I think Steve's got the basic idea right, at least as far as modern science is willing to state anyway (apart from making a distinction between matter and information... tut tut!).
'Time' is our experience of processes evolving from the way they are 'now' to the way they are in the next instant, and the next, and the next... There is, as far as we know, no lower bound on how finely you can define 'time', although there may be a fundamental limit below which further division is meaningless (kind of the analogue of the Planck length).
We define the second by the number of oscillations of a Caesium atom (usually) and since that physical process depends entirely on your frame of reference, perceptions of time vary from person to person. Steve is also right that distance and time are fundamentally linked - the further away you look, the 'longer ago' you also look. There is, as far as we know, no way for you to influence what you would think of as the past - that is, it doesn't matter how fast you travel, or how massive a body you sit next to etc etc, you can never 'loop back' and change something within your own past light cone.
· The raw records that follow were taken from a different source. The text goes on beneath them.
//! Offset-preserving JSON syntax tree.
//!
//! Unlike a value deserializer, every node remembers the byte span it was
//! parsed from, so consumers can point back into the source document.
//!
//! ```
//! use tsq_core::json::{self, JsonKind};
//!
//! let root = json::parse_tree(r#"[{"type": "identifier"}]"#).unwrap();
//! assert_eq!(root.kind, JsonKind::Array);
//! assert_eq!(root.children[0].offset, 1);
//! ```

mod lexer;
mod parser;

use rowan::{TextRange, TextSize};

pub use lexer::{Token, TokenKind, lex, unescape};

/// Maximum nesting of arrays and objects.
pub const MAX_DEPTH: u32 = 256;

#[derive(Debug, Clone, Copy, PartialEq, Eq, Hash)]
pub enum JsonKind {
    Object,
    Array,
    /// `"key": value`. Children are `[key, value]`.
    Property,
    String,
    Number,
    Boolean,
    Null,
}

#[derive(Debug, Clone, PartialEq)]
pub enum JsonScalar {
    String(String),
    Number(f64),
    Boolean(bool),
    Null,
}

#[derive(Debug, Clone, PartialEq)]
pub struct JsonNode {
    pub kind: JsonKind,
    pub offset: usize,
    pub length: usize,
    pub children: Vec<JsonNode>,
    /// Decoded value for scalar nodes, `None` for containers and properties.
    pub value: Option<JsonScalar>,
}

impl JsonNode {
    pub(crate) fn container(kind: JsonKind, offset: usize, end: usize, children: Vec<Self>) -> Self {
        Self {
            kind,
            offset,
            length: end - offset,
            children,
            value: None,
        }
    }

    pub(crate) fn scalar(kind: JsonKind, span: TextRange, value: JsonScalar) -> Self {
        Self {
            kind,
            offset: span.start().into(),
            length: span.len().into(),
            children: Vec::new(),
            value: Some(value),
        }
    }

    pub fn end(&self) -> usize {
        self.offset + self.length
    }

    pub fn range(&self) -> TextRange {
        TextRange::at(
            TextSize::from(self.offset as u32),
            TextSize::from(self.length as u32),
        )
    }

    /// First property of an object whose key equals `key`.
    pub fn property(&self, key: &str) -> Option<&JsonNode> {
        if self.kind != JsonKind::Object {
            return None;
        }
        self.children
            .iter()
            .find(|prop| prop.key().and_then(JsonNode::as_str) == Some(key))
    }

    /// Key node of a property.
    pub fn key(&self) -> Option<&JsonNode> {
        match self.kind {
            JsonKind::Property => self.children.first(),
            _ => None,
        }
    }

    /// Value node of a property.
    pub fn value_node(&self) -> Option<&JsonNode> {
        match self.kind {
            JsonKind::Property => self.children.get(1),
            _ => None,
        }
    }

    pub fn as_str(&self) -> Option<&str> {
        match &self.value {
            Some(JsonScalar::String(s)) => Some(s),
            _ => None,
        }
    }

    pub fn as_bool(&self) -> Option<bool> {
        match self.value {
            Some(JsonScalar::Boolean(b)) => Some(b),
            _ => None,
        }
    }
}

#[derive(Debug, Clone, Copy, PartialEq, Eq, thiserror::Error)]
pub enum JsonErrorKind {
    #[error("unexpected end of input")]
    UnexpectedEof,
    #[error("invalid character")]
    InvalidCharacter,
    #[error("expected a value")]
    ExpectedValue,
    #[error("expected `:`")]
    ExpectedColon,
    #[error("expected `,` or `{0}`")]
    ExpectedCommaOr(char),
    #[error("expected a property name")]
    ExpectedPropertyName,
    #[error("invalid escape sequence")]
    InvalidEscape,
    #[error("unexpected content after the root value")]
    TrailingContent,
    #[error("nesting too deep")]
    TooDeep,
}

#[derive(Debug, Clone, Copy, PartialEq, Eq, thiserror::Error)]
#[error("{kind} at offset {offset}")]
pub struct JsonError {
    pub kind: JsonErrorKind,
    pub offset: usize,
}

impl JsonError {
    pub(crate) fn new(kind: JsonErrorKind, offset: usize) -> Self {
        Self { kind, offset }
    }
}

/// Parses a complete JSON document into an offset-annotated tree.
pub fn parse_tree(source: &str) -> Result<JsonNode, JsonError> {
    parser::Parser::new(source).parse()
}
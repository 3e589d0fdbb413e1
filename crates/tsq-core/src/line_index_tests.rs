use rowan::TextRange;

use crate::{LineIndex, Position, Range};

#[test]
fn ascii_positions() {
    let text = "ab\ncd\n";
    let index = LineIndex::new(text);

    assert_eq!(index.line_count(), 3);
    assert_eq!(index.position(0), Position::new(0, 0));
    assert_eq!(index.position(2), Position::new(0, 2));
    assert_eq!(index.position(3), Position::new(1, 0));
    assert_eq!(index.position(4), Position::new(1, 1));
    assert_eq!(index.position(6), Position::new(2, 0));
    assert_eq!(index.end_position(), Position::new(2, 0));
}

#[test]
fn offsets_past_end_clamp() {
    let index = LineIndex::new("abc");
    assert_eq!(index.position(100), Position::new(0, 3));
}

#[test]
fn utf16_columns() {
    // `é` is 2 bytes / 1 unit, `😀` is 4 bytes / 2 units
    let text = "é😀x\ny";
    let index = LineIndex::new(text);

    assert_eq!(index.position(2), Position::new(0, 1));
    assert_eq!(index.position(6), Position::new(0, 3));
    assert_eq!(index.position(7), Position::new(0, 4));
    assert_eq!(index.position(8), Position::new(1, 0));

    assert_eq!(index.offset(Position::new(0, 1)), Some(2));
    assert_eq!(index.offset(Position::new(0, 3)), Some(6));
    assert_eq!(index.offset(Position::new(0, 4)), Some(7));
    assert_eq!(index.offset(Position::new(1, 1)), Some(9));
}

#[test]
fn offset_inside_character_snaps_to_its_start() {
    let index = LineIndex::new("😀");
    assert_eq!(index.position(2), Position::new(0, 0));
    assert_eq!(index.offset(Position::new(0, 1)), Some(0));
}

#[test]
fn offset_clamps_column_and_rejects_line() {
    let index = LineIndex::new("ab\ncd");
    assert_eq!(index.offset(Position::new(0, 10)), Some(2));
    assert_eq!(index.offset(Position::new(5, 0)), None);
}

#[test]
fn line_end_excludes_line_break() {
    let text = "one\r\ntwo\nthree";
    let index = LineIndex::new(text);

    assert_eq!(index.line_end(0), Some(3));
    assert_eq!(index.line_end(1), Some(8));
    assert_eq!(index.line_end(2), Some(text.len()));
    assert_eq!(index.line_end(3), None);
    assert_eq!(index.line_end_of(6), 8);
}

#[test]
fn lone_carriage_return_breaks_lines() {
    let text = "ab\rcd\r\nef\r";
    let index = LineIndex::new(text);

    assert_eq!(index.line_count(), 4);
    assert_eq!(index.position(2), Position::new(0, 2));
    assert_eq!(index.position(3), Position::new(1, 0));
    assert_eq!(index.position(5), Position::new(1, 2));
    assert_eq!(index.position(7), Position::new(2, 0));
    assert_eq!(index.end_position(), Position::new(3, 0));

    assert_eq!(index.line_end(0), Some(2));
    assert_eq!(index.line_end(1), Some(5));
    assert_eq!(index.line_end(2), Some(9));
    assert_eq!(index.line_end(3), Some(text.len()));
    assert_eq!(index.offset(Position::new(1, 1)), Some(4));
    assert_eq!(index.offset(Position::new(0, 10)), Some(2));
}

#[test]
fn range_projection() {
    let index = LineIndex::new("ab\ncd");
    let range = TextRange::new(1.into(), 4.into());
    assert_eq!(
        index.range(range),
        Range::new(Position::new(0, 1), Position::new(1, 1))
    );
}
There might be tricks, of course, if for instance particles are found which travel backwards through time and that we can impart information onto, it could be possible to 'send back' information to a previous observer who was measuring those particles. That's the '12 Monkeys' approach, pretty much, that the person in the past just carves info onto a rock or something and then the person in the future reads the rock and imprints a response onto these particles. This violates causality, of course, so conventional science forbids it, but who knows!